I wrote a self-hosting C compiler which I named 8cc in 40 days. This is a log when I was writing it from scratch by myself in 2012. The code and its history are available at GitHub.
int a = 1;
a + 2; // => 3
int a = 61;
int *b = &a;
*b; // => 61
Arrays are correctly decayed into pointers, so the code like this works too. It also supports function calls.
char *c = "ab" + 1;
printf("%c", *c); // => b
Implementing these features is easy because this is the second time for me. I've gotten better at handling pointers and arrays.
Of course it lacks many features. These sample programs are carefully crafted to not use unimplemented ones.
The implementation is pretty straightforward; it doesn't even have register allocator. It compiles source programs onto a stack machine that uses the machine stack as the stack. Every operation would require memory access, but it's OK at least for now.
At first the compiler was about 20 lines long, and the only thing that was able to do is to read an integer from the standard input and then emit a program that immediately exits with the integer as exit code. Now it's 2,000 lines long. From the git log, it seems to have evolved this way.
It seems it's working as it should; I can define a struct containing a struct. I'm able to create a pointer to a struct and dereference it. Both a struct containing an array and an array of a struct work. Although I already knew that the code should work in theory, it still made me happy when the code actually worked in a complicated test case like this.
However, I don't feel I completely understand why this code behaves correctly.
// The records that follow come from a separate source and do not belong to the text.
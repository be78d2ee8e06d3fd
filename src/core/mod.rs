pub(crate) mod config;
pub(crate) mod security;
pub(crate) mod shutdown;
pub(crate) mod state;
pub(crate) mod telemetry;
pub(crate) mod time;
It feels somewhat magical because of its recursive nature.
I cannot pass a struct to a function. In x86 calling convention, structs are copied to the stack and their pointers are passed to functions. But in x86-64, you have to destructure a struct into multiple pieces of data and pass them via registers. It's complicated, so I'll leave it alone for now. It's rare that you want to pass a struct as a value instead of passing a pointer to a struct.
Supporting the floating point number was hard. Looks like implicit type conversion between integers and floats is working, but floating point numbers cannot be passed to functions. In my compiler, all function parameters are first put onto the stack and then popped to the registers in the order as defined in the x86-64 calling convention, but there must be a bug in that process. It is failing with SIGSEGV. It's hard to debug it by looking at assembly output because my compiler's non-optimized assembly is too long to read. I thought that I would be able to finish this in a day, but I was wrong.
I found that printf() fails with SEGV if I pass multiple floating point numbers to the function. I tried to find the condition to reproduce. It turned out that position of the stack frame matters, which made me recall the x86-64 ABI requirement.
I did not care about that at all, so the stack frame was aligned only to 8 bytes, but printf() did not complain as long as it takes only integers. This problem could be fixed easily by adjusting the stack frame before executing CALL instruction. But this kind of issue cannot be avoided unless you've read the spec extremely carefully before writing code.
There's another change that's more meaningful than that. I rewrote tests in shell script in C. Prior to that change, each test function is compiled with my compiler, linked with main() which is compiled with GCC, and then executed by the shell script. That was slow because it spawns many processes for each test. I had no choice when I started the project since my compiler lacked so many features that I couldn't write tests in it (it couldn't compare a result with an expected value because of the lack of comparison operators, for example.) Now it's powerful enough to compile test code. So I rewrote it to make them faster.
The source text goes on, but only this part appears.